Gavin blinked, feeling the dizziness once again. “I am well,” he lied, trying to focus on the beads he still clutched in his hands. “How can one make beads from flowers?”
Her voice came from afar. “The petals are stewed for hours over a low flame.” She leaned closer, her presence surrounding him, and he felt rather than saw her fingers brush over his forehead and into his hair. “Do you feel light of head, my lord?”
“Nay,” he forced the words from his lips even as shadows dimmed the edges of his vision.
“God be with you,” he heard that calm voice say as he slipped into nothingness.
Three
Madelyne clenched her hands together and tried to banish the last memory of Gavin of Mal Verne from her mind. ’Twas her punishment, his haunting of her consciousness, for tricking him as she had.
Her fingers dug into the dry, unpolished wood of the
“Madelyne.”
The sound of her name pulled her from more fervent prayers, and she looked up into the round face of Sister Patricka.

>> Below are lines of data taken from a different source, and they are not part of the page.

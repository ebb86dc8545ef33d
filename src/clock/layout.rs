use crate::clock::glyphs::{ink_extent, text_columns, GLYPH_ROWS};
use chrono::Timelike;

/// Zero-padded 24-hour `HH:MM:SS`.
pub fn format_clock_time<T: Timelike>(time: &T) -> String {
    format!(
        "{:02}:{:02}:{:02}",
        time.hour(),
        time.minute(),
        time.second()
    )
}

/// Text width is 80% of the client width.
pub fn font_width_for_canvas(canvas_width: i32) -> i32 {
    canvas_width.max(0) * 8 / 10
}

/// Cell height is a third of the text width, rounded to nearest the way
/// `MulDiv(width, 1, 3)` rounds.
pub fn font_height_for_canvas(canvas_width: i32) -> i32 {
    (font_width_for_canvas(canvas_width) + 1) / 3
}

/// Bitmap glyph cell height: `max(1, fontHeight / 10)`.
pub fn row_scale_for_font(font_height: i32) -> i32 {
    (font_height / 10).max(1)
}

/// Bitmap glyph cell width: `max(1, fontHeight / 14)`. Keeps the 39-column
/// clock string inside the 80% text width.
pub fn col_scale_for_font(font_height: i32) -> i32 {
    (font_height / 14).max(1)
}

/// Placement of the time string inside a canvas.
///
/// `x`, `y`, `width` and `height` describe the inked pixels, which are what
/// gets centered. `origin_x`/`origin_y` is where the first glyph cell
/// starts; it differs from the ink box when the outer glyphs have blank
/// columns, as `1` does.
#[derive(Debug, Clone, Copy, PartialEq, Eq)]
pub struct TextLayout {
    /// Font cell height handed to native text drawing.
    pub font_height: i32,
    pub row_scale: i32,
    pub col_scale: i32,
    pub origin_x: i32,
    pub origin_y: i32,
    pub x: i32,
    pub y: i32,
    pub width: i32,
    pub height: i32,
}

impl TextLayout {
    pub fn centered(canvas: (i32, i32), text: &str) -> Self {
        let font_height = font_height_for_canvas(canvas.0);
        let row_scale = row_scale_for_font(font_height);
        let col_scale = col_scale_for_font(font_height);
        // Text without ink centers its advance box.
        let (left, right, top, bottom) =
            ink_extent(text).unwrap_or((0, text_columns(text), 0, GLYPH_ROWS));
        let width = (right - left) * col_scale;
        let height = (bottom - top) * row_scale;
        let x = (canvas.0 - width) / 2;
        let y = (canvas.1 - height) / 2;
        Self {
            font_height,
            row_scale,
            col_scale,
            origin_x: x - left * col_scale,
            origin_y: y - top * row_scale,
            x,
            y,
            width,
            height,
        }
    }

    pub fn right(&self) -> i32 {
        self.x + self.width
    }

    pub fn bottom(&self) -> i32 {
        self.y + self.height
    }
}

“The Mother wishes to speak with you.” Patricka offered a hand to assist Madelyne to her feet. “Maddie, are you unwell?” There was concern in her blue eyes.
“Nay.” Madelyne smiled at her friend—one of the only other inhabitants of the abbey who was near her in age. “’Tis only a guilty conscience that ails me.”
“Ah.” Patricka scrutinized her closely, and Madelyne looked away, fearing that her friend would see that more than a guilty conscience pricked at her. “Mother awaits you in her chamber.”
Madelyne tucked her fingers into the cuff of her sleeves, the absence of her prayer beads painfully conspicuous as she hurried along a hallway to Mother Bertilde’s office.